Alors que la pluie s’abat et que le vent me fouette sur la place Velpeau, je regarde les étals des poissonniers et je pense au Conquet. Un peu plus bas, au large de la pointe du Raz, vagues et ressac s’étreignent à coup sûr sur l’île de Sein, un beau caillou qui bien souvent subit les assauts conjugués d’Eole et de la houle.
Finis Terræ ou Penn-ar-Bed. Là où le latin voit la fin d’une terre, le breton voit un bout du monde. Question de langage. « La grande presqu’île atlantique de la France », pour reprendre une expression du penseur Kenneth White, semble « distraitement amarrée à la masse continentale » (Julien Gracq). Où qu’il vive, lettré ou pas, tout observateur d’une mappemonde sera tenté de poser le bout de l’index, puis le pied, sur cet appendice terrestre curieux d’aller voir plus loin. On veut y voir l’horizon, mais voilà que des îles s’interposent, sentinelles hésitant entre une identité maritime et un socle granitique.
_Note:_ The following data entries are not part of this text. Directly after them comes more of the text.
//! The CIP Class/Instance/Attribute/Service registry (§4.7) and the
//! Assembly object (§4.8) built on top of it. `cip-connmgr` and `cip-ioconn`
//! sit above this crate: they register their own classes/services here and
//! reach the same [`hooks::ApplicationHooks`] collaborator trait.

mod assembly;
mod attribute;
mod class;
mod hooks;
mod instance;
mod registry;
mod service;
mod status;
mod types;

pub use assembly::{before_send, build_assembly_instance, ASSEMBLY_ALL_MASK, ASSEMBLY_CLASS_ID};
pub use attribute::{Attribute, AttributeFlags, AttributeStorage};
pub use class::{get_attribute_all, Class};
pub use hooks::{ApplicationHooks, ConnectionHandle, IoConnectionEvent, NullHooks};
pub use instance::Instance;
pub use registry::{ObjectModel, RequestParseError, SYMBOL_CLASS_ID};
pub use service::{Service, ServiceReply, ServiceRequest, SVC_GET_ATTRIBUTE_ALL, SVC_GET_ATTRIBUTE_SINGLE, SVC_SET_ATTRIBUTE_SINGLE};
pub use status::{CipStatus, ConnMgrStatus, GeneralStatus};
pub use types::CipDataType;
Poètes et rôdeurs des confins, naturellement aimantés par les extrémités, trouvent un écho dans ses échancrures littorales battues et rebattues par les flots. Le touriste y tutoie la rudesse de l’hiver et de la tempête. N’y perçoit que la verticalité parfaite des phares, rassurantes vigies, n’entend que les cris des goélands, le ressac hypnotique, le bruit des drisses sur un vieux gréement.
Tonnerre de Brest ! il respire à pleins poumons ce fameux air marin, fait le plein d’iode qui nous fait si souvent défaut. Comme si la puissance des marées et la tonicité du vent balayaient le vague à l’âme du citadin au bout du rouleau. Un séjour dans une île et il sera bientôt remis à flot. Oui mais voilà, laquelle choisir ? On implore Tiersen ou Miossec de nous venir en aide. Ile mystérieuse, île aux trésors, île déserte, une île à soi, ça se mérite. La trouver, c’est déjà mieux se connaître.
Antichambre de la civilisation ou ultime refuge pour Robinsons modernes, l’île demeure le support idéal du rêve et des possibles. Ile mystérieuse, île aux trésors, île déserte : quel bout du monde choisir ?
> Spéciale dédicace à Cécile B. pour son anniversaire, en souvenir de vacances au Conquet en plein mois de janvier.
Merci à MHAD, mes artistes bretons préférés, pour l’image qu’ils ont bien voulu me confier en illustration de ce post.
A vrai dire il faut le savoir que c’est une île, quand on remarque à peine le pont qui la relie au continent. Presqu’île serait plus juste. On passe le moulin, où vit le maire de la ville où j’ai grandi. Et on est vite dans le bourg de granite. Avant, il aura fallu traverser la Bretagne en crabe, de Nantes à Lannion en passant par Rennes, via Redon, Bruz, Lamballe, Saint-Brieuc, Plouaret-Trégor…
Sur la côte, je guette des yeux le moment où l’archipel apparaîtra. Surtout le caillou blanc, Rouzic, où s’affairent encore 22 000 couples de fous de Bassan, chacun autour de son poussin. Ils repartiront bientôt au large, comme l’ont déjà fait les macareux. La réserve naturelle des Sept-Iles, qui les protège, fête cette année ses cent ans et j’y ai fait mes premières armes de bénévole il y a 23 ans déjà.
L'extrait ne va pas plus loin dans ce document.